Toxoplasma gondii is an obligate intracellular protozoan that infects an astonishing variety of vertebrate hosts including humans. Classified in the phylum Apicomplexa, T. gondii causes an opportunistic disease, toxoplasmosis, in individuals with immune dysfunction and congenital disease in infected infants. Re-emergence of toxoplasmosis as a life-threatening disease in patients with AIDS is anticipated in the wake of emerging multi-drug resistant strains of HIV. In immunodeficient patients, the available evidence suggests that tissue pathology associated with T. gondii infection is due to parasite-directed lytic destruction of individual host cells. The Toxoplasma lytic cycle begins when the parasite actively invades a target cell.
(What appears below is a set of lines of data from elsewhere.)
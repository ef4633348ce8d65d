//! `serde` glue for the codecs.
//!
//! The field wrappers ([`Required`], [`Maybe`], [`Named`]) never return a
//! deserialization error for a bad *value*: they read the wire value as an
//! uncoerced [`Scalar`], hand it to their codec and keep whatever the codec
//! produced. Only structural errors from the underlying deserializer (malformed
//! input) propagate.
//!
//! Both wrappers read through `Option<Scalar>`, so a missing key in a derived
//! struct arrives as `None` exactly like an explicit `null`.
//!
//! The codecs themselves implement [`DeserializeSeed`] so a runtime-named codec
//! can drive a deserializer directly.

use crate::codec::{Maybe, Named, OptionalCodec, PropertyBoundCodec, PropertyName, Required, ValidatingCodec};
use crate::scope::with_property;
use crate::traits::{Scalar, ValueObject};
use serde::de::DeserializeSeed;
use serde::{Deserialize, Deserializer, Serialize, Serializer};

fn serialize_wire<S, P>(wire: Option<P>, serializer: S) -> Result<S::Ok, S::Error>
where
    S: Serializer,
    P: Serialize,
{
    match wire {
        Some(primitive) => serializer.serialize_some(&primitive),
        None => serializer.serialize_none(),
    }
}

impl<'de, V: ValueObject> Deserialize<'de> for Required<V> {
    fn deserialize<D: Deserializer<'de>>(deserializer: D) -> Result<Self, D::Error> {
        let wire = Option::<Scalar>::deserialize(deserializer)?;
        Ok(Required::from_option(ValidatingCodec::<V>::new().read_scalar(wire)))
    }
}

impl<V: ValueObject> Serialize for Required<V> {
    fn serialize<S: Serializer>(&self, serializer: S) -> Result<S::Ok, S::Error> {
        serialize_wire(ValidatingCodec::<V>::new().write(self.value()), serializer)
    }
}

impl<'de, V: ValueObject> Deserialize<'de> for Maybe<V> {
    fn deserialize<D: Deserializer<'de>>(deserializer: D) -> Result<Self, D::Error> {
        let wire = Option::<Scalar>::deserialize(deserializer)?;
        Ok(OptionalCodec::<V>::new().read_scalar(wire))
    }
}

impl<V: ValueObject> Serialize for Maybe<V> {
    fn serialize<S: Serializer>(&self, serializer: S) -> Result<S::Ok, S::Error> {
        serialize_wire(OptionalCodec::<V>::new().write(self), serializer)
    }
}

impl<'de, N, C> Deserialize<'de> for Named<N, C>
where
    N: PropertyName,
    C: Deserialize<'de>,
{
    fn deserialize<D: Deserializer<'de>>(deserializer: D) -> Result<Self, D::Error> {
        with_property(N::NAME, || C::deserialize(deserializer)).map(Named::new)
    }
}

impl<N, C> Serialize for Named<N, C>
where
    N: PropertyName,
    C: Serialize,
{
    fn serialize<S: Serializer>(&self, serializer: S) -> Result<S::Ok, S::Error> {
        with_property(N::NAME, || (**self).serialize(serializer))
    }
}

impl<'de, V: ValueObject> DeserializeSeed<'de> for &ValidatingCodec<V> {
    type Value = Option<V>;

    fn deserialize<D: Deserializer<'de>>(self, deserializer: D) -> Result<Self::Value, D::Error> {
        let wire = Option::<Scalar>::deserialize(deserializer)?;
        Ok(self.read_scalar(wire))
    }
}

impl<'de, V: ValueObject> DeserializeSeed<'de> for &OptionalCodec<V> {
    type Value = Maybe<V>;

    fn deserialize<D: Deserializer<'de>>(self, deserializer: D) -> Result<Self::Value, D::Error> {
        let wire = Option::<Scalar>::deserialize(deserializer)?;
        Ok(self.read_scalar(wire))
    }
}

impl<'de, V: ValueObject> DeserializeSeed<'de> for &PropertyBoundCodec<V> {
    type Value = Option<V>;

    fn deserialize<D: Deserializer<'de>>(self, deserializer: D) -> Result<Self::Value, D::Error> {
        let wire = Option::<Scalar>::deserialize(deserializer)?;
        Ok(self.read_scalar(wire))
    }
}
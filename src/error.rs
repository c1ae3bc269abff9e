//! Error types for inspirecache.
//!
//! [`InspireError`] is the crate-wide error. [`FetchError`] describes a failed
//! upstream call and is carried verbatim to every caller joined on the same
//! in-flight request, which is why both enums are `Clone`.

use std::time::Duration;

use thiserror::Error;

/// Failure reported by the fetch collaborator. Never cached.
#[derive(Debug, Clone, PartialEq, Eq, Error)]
pub enum FetchError {
    /// The upstream call exceeded the configured fetch timeout.
    #[error("request timed out after {0:?}")]
    Timeout(Duration),

    /// The upstream API answered 404.
    #[error("resource not found: {0}")]
    NotFound(String),

    /// The upstream API answered 429.
    #[error("rate limited by upstream (retry after {retry_after:?})")]
    RateLimited { retry_after: Option<Duration> },

    /// Any other non-success status.
    #[error("API request failed with status {status}: {body}")]
    Status { status: u16, body: String },

    /// Connection, DNS or TLS level failure.
    #[error("HTTP request failed: {0}")]
    Network(String),

    /// The response body could not be read or decoded.
    #[error("failed to decode response: {0}")]
    Decode(String),
}

/// Crate-wide error type.
#[derive(Debug, Clone, Error)]
pub enum InspireError {
    /// Invalid settings detected at startup. Fatal.
    #[error("Configuration error: {0}")]
    Config(String),

    /// A rate-limit permit could not be obtained within the configured bound.
    #[error("Rate limiter wait of {0:?} exceeds the configured maximum")]
    ThrottleTimeout(Duration),

    /// The fetch collaborator failed.
    #[error("Fetch failed: {0}")]
    Fetch(#[from] FetchError),

    /// The persistent cache medium could not complete an operation.
    #[error("Cache store error: {0}")]
    Store(String),

    /// A caller passed an argument no request can be built from.
    #[error("Invalid argument: {0}")]
    InvalidArgument(String),
}

impl From<rusqlite::Error> for InspireError {
    fn from(err: rusqlite::Error) -> Self {
        InspireError::Store(err.to_string())
    }
}

/// Convenience alias used throughout the crate.
pub type Result<T> = std::result::Result<T, InspireError>;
In association with invasion, T. gondii sequentially discharges three sets of secretory organelles beginning with the micronemes, which contain adhesive proteins involved in parasite attachment to a host cell. Deployed as protein complexes, several micronemal proteins possess vertebrate-derived adhesive sequences that function in binding receptors on the surface of a target cell. Each protein in these adhesive complexes fulfills a specific role in movement through the secretory pathway, targeting to the micronemes, or adhesion. It is anticipated that these adhesive complexes recognize a variety of host receptors, including some that are expressed on multiple cell types, and that this diversity in host cell receptors contributes to the remarkably broad tissue- and host-range of T. gondii.